Appreciate the response. Having witnessed cultural warfare since the sixties, I am a little less concerned than others that Christian traditions might be under attack. It seems to me that they are being subjected to the same criticism and scrutiny to which Christians subject the traditions of others. I still recall a debate in my high school when the Jewish valedictorian was expected to lead the assembly in Christian prayer (people couldn’t believe she might be upset with such a simple request).

I was raised in a family filled with Baptist ministers (and one Dutch Presbyterian, which is equally conservative), and they had no problem calling out the sins of others, but bristled when anyone questioned whether their behavior was Christian.

America has always struggled to mediate the line between the proper role of the secular and sacred in America. To me Christians shouldn’t expect society and the government to preserve and promote (or financially support) their values. This isn’t the role of either.
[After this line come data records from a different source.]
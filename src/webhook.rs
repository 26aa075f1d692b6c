// Copyright (c) 2025 Erick Bourgeois, firestoned
// SPDX-License-Identifier: MIT

//! HTTP surface for external-dns.
//!
//! [`router`] serves the webhook provider protocol on top of an
//! [`UnboundProvider`]:
//!
//! | Method | Path               | Response                                  |
//! |--------|--------------------|-------------------------------------------|
//! | `GET`  | `/`                | domain filter                             |
//! | `GET`  | `/records`         | current endpoints                         |
//! | `POST` | `/records`         | `204 No Content` once changes are applied |
//! | `POST` | `/adjustendpoints` | endpoints as they will be stored          |
//!
//! Successful JSON responses carry the versioned webhook media type. Remote
//! failures become `500` with the error chain as a plain-text body, which
//! external-dns logs before retrying on its next cycle.
//!
//! [`health_router`] is served on a separate listener for probes and scraping.

use std::future::Future;
use std::sync::Arc;
use std::time::Instant;

use axum::extract::State;
use axum::http::{header, StatusCode};
use axum::response::{IntoResponse, Response};
use axum::routing::{get, post};
use axum::{Json, Router};
use serde::Serialize;
use tokio::net::TcpListener;
use tracing::{debug, error, info};

use crate::constants::{HEALTH_PATH, METRICS_PATH, WEBHOOK_MEDIA_TYPE};
use crate::endpoint::{Changes, Endpoint};
use crate::errors::ApplyError;
use crate::metrics;
use crate::provider::UnboundProvider;

const ROUTE_NEGOTIATE: &str = "/";
const ROUTE_RECORDS: &str = "/records";
const ROUTE_ADJUST_ENDPOINTS: &str = "/adjustendpoints";

/// Build the external-dns webhook router.
pub fn router(provider: Arc<UnboundProvider>) -> Router {
    Router::new()
        .route(ROUTE_NEGOTIATE, get(negotiate_handler))
        .route(
            ROUTE_RECORDS,
            get(records_handler).post(apply_changes_handler),
        )
        .route(ROUTE_ADJUST_ENDPOINTS, post(adjust_endpoints_handler))
        .with_state(provider)
}

/// Build the health and metrics router.
pub fn health_router() -> Router {
    Router::new()
        .route(HEALTH_PATH, get(health_handler))
        .route(METRICS_PATH, get(metrics_handler))
}

/// Serve `router` on `listener` until `shutdown` resolves.
///
/// In-flight requests are allowed to finish once shutdown starts.
///
/// # Errors
///
/// Returns the I/O error that stopped the server.
pub async fn serve<F>(listener: TcpListener, router: Router, shutdown: F) -> std::io::Result<()>
where
    F: Future<Output = ()> + Send + 'static,
{
    if let Ok(addr) = listener.local_addr() {
        info!("Listening on {addr}");
    }

    axum::serve(listener, router)
        .with_graceful_shutdown(shutdown)
        .await
}

// ============================================================================
// Webhook handlers
// ============================================================================

async fn negotiate_handler(State(provider): State<Arc<UnboundProvider>>) -> Response {
    debug!("negotiate: domain filter {:?}", provider.domain_filter());
    respond(ROUTE_NEGOTIATE, webhook_json(provider.domain_filter()))
}

async fn records_handler(State(provider): State<Arc<UnboundProvider>>) -> Response {
    let response = match provider.records().await {
        Ok(endpoints) => {
            metrics::record_managed_records(endpoints.len());
            webhook_json(&endpoints)
        }
        Err(e) => {
            error!("Failed to list records: {e}");
            internal_error(e)
        }
    };

    respond(ROUTE_RECORDS, response)
}

async fn apply_changes_handler(
    State(provider): State<Arc<UnboundProvider>>,
    Json(changes): Json<Changes>,
) -> Response {
    info!(
        create = changes.create.len(),
        update_old = changes.update_old.len(),
        update_new = changes.update_new.len(),
        delete = changes.delete.len(),
        "Applying changes"
    );

    let start = Instant::now();
    let result = provider.apply_changes(&changes).await;
    metrics::record_apply(apply_outcome(&result), start.elapsed());

    let response = match result {
        Ok(()) => StatusCode::NO_CONTENT.into_response(),
        Err(e) => {
            error!("Failed to apply changes: {e}: {}", e.client_error());
            internal_error(e)
        }
    };

    respond(ROUTE_RECORDS, response)
}

async fn adjust_endpoints_handler(
    State(provider): State<Arc<UnboundProvider>>,
    Json(endpoints): Json<Vec<Endpoint>>,
) -> Response {
    let adjusted = provider.adjust_endpoints(endpoints);
    respond(ROUTE_ADJUST_ENDPOINTS, webhook_json(&adjusted))
}

// ============================================================================
// Health handlers
// ============================================================================

async fn health_handler() -> &'static str {
    "ok"
}

async fn metrics_handler() -> Response {
    match metrics::gather_metrics() {
        Ok(text) => (
            [(header::CONTENT_TYPE, "text/plain; version=0.0.4")],
            text,
        )
            .into_response(),
        Err(e) => {
            error!("Failed to encode metrics: {e}");
            (StatusCode::INTERNAL_SERVER_ERROR, e.to_string()).into_response()
        }
    }
}

// ============================================================================
// Helpers
// ============================================================================

fn respond(route: &str, response: Response) -> Response {
    metrics::record_webhook_request(route, response.status().as_u16());
    response
}

fn webhook_json<T: Serialize + ?Sized>(value: &T) -> Response {
    match serde_json::to_vec(value) {
        Ok(body) => ([(header::CONTENT_TYPE, WEBHOOK_MEDIA_TYPE)], body).into_response(),
        Err(e) => internal_error(e),
    }
}

fn internal_error(err: impl Into<anyhow::Error>) -> Response {
    let err: anyhow::Error = err.into();
    (StatusCode::INTERNAL_SERVER_ERROR, format!("{err:#}")).into_response()
}

fn apply_outcome(result: &Result<(), ApplyError>) -> &'static str {
    match result {
        Ok(()) => "success",
        Err(ApplyError::Delete { .. }) => "delete_error",
        Err(ApplyError::Create { .. }) => "create_error",
        Err(ApplyError::Reconfigure { .. }) => "reconfigure_error",
    }
}

#[cfg(test)]
#[path = "webhook_tests.rs"]
mod webhook_tests;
In fact we should expect the world to be hostile.

It is when the government forbids your right to pray with likeminded believers, or to espouse a particular theology in our churches (except perhaps the right to oppress and curtail the practice of other faiths) that we should raise alarm. If, however, we encourage the government to promote and support one faith, we run the risk of the government picking a different faith which we don’t espouse in the future when our political fortunes change.

Christians should remember their position of privilege is bestowed in God’s realm, and not in the secular world. The scripture makes it clear that he reserved the secular world for his judgment and not ours.